Goal of the exercise: Every line below that has the string "Semana" needs to be copied.

======== Input material ========

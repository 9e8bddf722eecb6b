use std::{fs, path::Path};

use assert_cmd::Command;
use predicates::prelude::*;
use tempfile::TempDir;

/// Helper function to create a temporary directory for CLI tests
fn create_cli_test_environment() -> TempDir {
    TempDir::new().expect("Failed to create temporary directory")
}

/// Command with --no-color and an isolated config home
fn pacer_cmd(home: &Path) -> Command {
    let mut cmd = Command::cargo_bin("pacer").expect("Failed to find pacer binary");
    cmd.env("XDG_CONFIG_HOME", home.join("config"));
    cmd.arg("--no-color");
    cmd
}

const PROFILE: [&str; 12] = [
    "--name",
    "Alex Runner",
    "--email",
    "alex@example.com",
    "--age",
    "35",
    "--weight",
    "70",
    "--start-date",
    "2025-07-15",
    "--time",
    "07:30",
];

fn files_in(dir: &Path) -> Vec<String> {
    let mut names: Vec<String> = fs::read_dir(dir)
        .map(|entries| {
            entries
                .filter_map(|entry| entry.ok())
                .map(|entry| entry.file_name().to_string_lossy().into_owned())
                .collect()
        })
        .unwrap_or_default();
    names.sort();
    names
}

#[test]
fn test_cli_help_lists_commands() {
    let temp_dir = create_cli_test_environment();
    pacer_cmd(temp_dir.path())
        .arg("--help")
        .assert()
        .success()
        .stdout(predicate::str::contains("generate"))
        .stdout(predicate::str::contains("show"))
        .stdout(predicate::str::contains("settings"));
}

#[test]
fn test_cli_generate_all_formats() {
    let temp_dir = create_cli_test_environment();
    let out = temp_dir.path().join("out");

    pacer_cmd(temp_dir.path())
        .arg("generate")
        .args(PROFILE)
        .args(["--out", out.to_str().unwrap()])
        .assert()
        .success()
        .stdout(predicate::str::contains("# Export report"))
        .stdout(predicate::str::contains("Success: wrote 11 artifact(s)"));

    assert_eq!(
        files_in(&out),
        vec![
            "c25k-apple-health.csv",
            "c25k-checklist.md",
            "c25k-google-fit.csv",
            "c25k-plan-qr-accessible.svg",
            "c25k-plan-qr.svg",
            "c25k-plan.csv",
            "c25k-plan.ics",
            "c25k-plan.json",
            "c25k-plan.pdf",
            "c25k-tracker.xml",
            "c25k-voice-script.txt",
        ]
    );
    let ics = fs::read_to_string(out.join("c25k-plan.ics")).unwrap();
    assert!(ics.contains("DTSTART:20250716T073000"));
    assert!(ics.contains("TRIGGER:-PT30M"));
}

#[test]
fn test_cli_generate_selected_formats() {
    let temp_dir = create_cli_test_environment();
    let out = temp_dir.path().join("out");

    pacer_cmd(temp_dir.path())
        .arg("generate")
        .args(PROFILE)
        .args(["--format", "csv,json", "--out", out.to_str().unwrap()])
        .assert()
        .success();

    assert_eq!(files_in(&out), vec!["c25k-plan.csv", "c25k-plan.json"]);
    let json: serde_json::Value =
        serde_json::from_str(&fs::read_to_string(out.join("c25k-plan.json")).unwrap()).unwrap();
    assert_eq!(json["kind"], "pacer-plan");
    assert_eq!(json["plan"]["weeks"].as_array().unwrap().len(), 10);
    assert!(json.get("generated_at").is_none());
}

#[test]
fn test_cli_invalid_profile_writes_nothing() {
    let temp_dir = create_cli_test_environment();
    let out = temp_dir.path().join("out");

    pacer_cmd(temp_dir.path())
        .args(["generate", "--age", "0", "--weight", "70"])
        .args(["--start-date", "2025-07-15", "--out", out.to_str().unwrap()])
        .assert()
        .failure()
        .stderr(predicate::str::contains("Invalid profile field 'age'"));

    assert!(!out.exists());
}

#[test]
fn test_cli_missing_weight_is_reported() {
    let temp_dir = create_cli_test_environment();
    pacer_cmd(temp_dir.path())
        .args(["show", "--age", "40"])
        .assert()
        .failure()
        .stderr(predicate::str::contains("'weight': is required"));
}

#[test]
fn test_cli_anonymize_hides_identity() {
    let temp_dir = create_cli_test_environment();
    let out = temp_dir.path().join("out");

    pacer_cmd(temp_dir.path())
        .arg("generate")
        .args(PROFILE)
        .args(["--anonymize", "--format", "json,markdown,ics"])
        .args(["--out", out.to_str().unwrap()])
        .assert()
        .success();

    for name in files_in(&out) {
        let content = fs::read_to_string(out.join(&name)).unwrap();
        assert!(!content.contains("Alex Runner"), "{name}");
        assert!(!content.contains("alex@example.com"), "{name}");
    }
}

#[test]
fn test_cli_failed_format_sets_exit_status() {
    let temp_dir = create_cli_test_environment();
    let out = temp_dir.path().join("out");

    pacer_cmd(temp_dir.path())
        .arg("generate")
        .args(PROFILE)
        .args(["--format", "ics,csv", "--alert-minutes", "5000"])
        .args(["--out", out.to_str().unwrap()])
        .assert()
        .failure()
        .stdout(predicate::str::contains("- **ics**: failed"))
        .stdout(predicate::str::contains("Partial:"));

    assert_eq!(files_in(&out), vec!["c25k-plan.csv"]);
}

#[test]
fn test_cli_concurrent_generate() {
    let temp_dir = create_cli_test_environment();
    let out = temp_dir.path().join("out");

    pacer_cmd(temp_dir.path())
        .args(["--concurrent", "generate"])
        .args(PROFILE)
        .args(["--out", out.to_str().unwrap()])
        .assert()
        .success();

    assert_eq!(files_in(&out).len(), 11);
}

#[test]
fn test_cli_show_plan() {
    let temp_dir = create_cli_test_environment();
    pacer_cmd(temp_dir.path())
        .arg("show")
        .args(PROFILE)
        .assert()
        .success()
        .stdout(predicate::str::contains("# Couch to 5K Plan"))
        .stdout(predicate::str::contains("## Week 10"))
        .stdout(predicate::str::contains("2025-07-16 07:30"));
}

#[test]
fn test_cli_show_in_spanish() {
    let temp_dir = create_cli_test_environment();
    pacer_cmd(temp_dir.path())
        .arg("show")
        .args(PROFILE)
        .args(["--locale", "es"])
        .assert()
        .success()
        .stdout(predicate::str::contains("# Plan Couch to 5K"));
}

#[test]
fn test_cli_settings_init_and_use() {
    let temp_dir = create_cli_test_environment();
    let settings = temp_dir.path().join("settings.json");

    pacer_cmd(temp_dir.path())
        .args(["--settings", settings.to_str().unwrap(), "settings", "init"])
        .assert()
        .success()
        .stdout(predicate::str::contains("Success: wrote settings"));
    assert!(settings.exists());

    pacer_cmd(temp_dir.path())
        .args(["--settings", settings.to_str().unwrap(), "settings", "init"])
        .assert()
        .failure();

    fs::write(&settings, r#"{ "language": "es", "weeks": 4 }"#).unwrap();
    pacer_cmd(temp_dir.path())
        .args(["--settings", settings.to_str().unwrap(), "show"])
        .args(PROFILE)
        .assert()
        .success()
        .stdout(predicate::str::contains("# Plan Couch to 5K"))
        .stdout(predicate::str::contains("## Semana 4"))
        .stdout(predicate::str::contains("## Semana 5").not());
}

#[test]
fn test_cli_settings_show_defaults() {
    let temp_dir = create_cli_test_environment();
    pacer_cmd(temp_dir.path())
        .args(["settings", "show"])
        .assert()
        .success()
        .stdout(predicate::str::contains("\"weeks\": 10"))
        .stdout(predicate::str::contains("settings.json"));
}

#[test]
fn test_cli_malformed_settings_fail() {
    let temp_dir = create_cli_test_environment();
    let settings = temp_dir.path().join("settings.json");
    fs::write(&settings, "not json").unwrap();

    pacer_cmd(temp_dir.path())
        .args(["--settings", settings.to_str().unwrap(), "settings", "show"])
        .assert()
        .failure()
        .stderr(predicate::str::contains("Failed to load settings"));
}

#[test]
fn test_cli_progress_from_generated_csv() {
    let temp_dir = create_cli_test_environment();
    let out = temp_dir.path().join("out");

    pacer_cmd(temp_dir.path())
        .arg("generate")
        .args(PROFILE)
        .args(["--format", "csv", "--out", out.to_str().unwrap()])
        .assert()
        .success();

    // mark the first four sessions done
    let csv = fs::read_to_string(out.join("c25k-plan.csv")).unwrap();
    let log: String = csv
        .lines()
        .enumerate()
        .map(|(index, line)| match index {
            0 => format!("{line},completed\n"),
            1..=4 => format!("{line},yes\n"),
            _ => format!("{line},no\n"),
        })
        .collect();
    let log_path = temp_dir.path().join("progress.csv");
    fs::write(&log_path, log).unwrap();

    pacer_cmd(temp_dir.path())
        .args(["progress", log_path.to_str().unwrap()])
        .assert()
        .success()
        .stdout(predicate::str::contains("# Progress"))
        .stdout(predicate::str::contains("Progress: 4/29 sessions completed (13.8%)."))
        .stdout(predicate::str::contains("- Next: Week 2, Day 3 (2025-07-25)"));
}

#[test]
fn test_cli_progress_rejects_malformed_log() {
    let temp_dir = create_cli_test_environment();
    let log_path = temp_dir.path().join("progress.csv");
    fs::write(&log_path, "week,day,completed\n1,1,perhaps\n").unwrap();

    pacer_cmd(temp_dir.path())
        .args(["progress", log_path.to_str().unwrap()])
        .assert()
        .failure()
        .stderr(predicate::str::contains("Invalid progress log at row 2"));

    pacer_cmd(temp_dir.path())
        .args(["progress", temp_dir.path().join("absent.csv").to_str().unwrap()])
        .assert()
        .failure()
        .stderr(predicate::str::contains("Failed to read progress log"));
}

========

Answer section:
        .stdout(predicate::str::contains("## Semana 4"))
        .stdout(predicate::str::contains("## Semana 5").not());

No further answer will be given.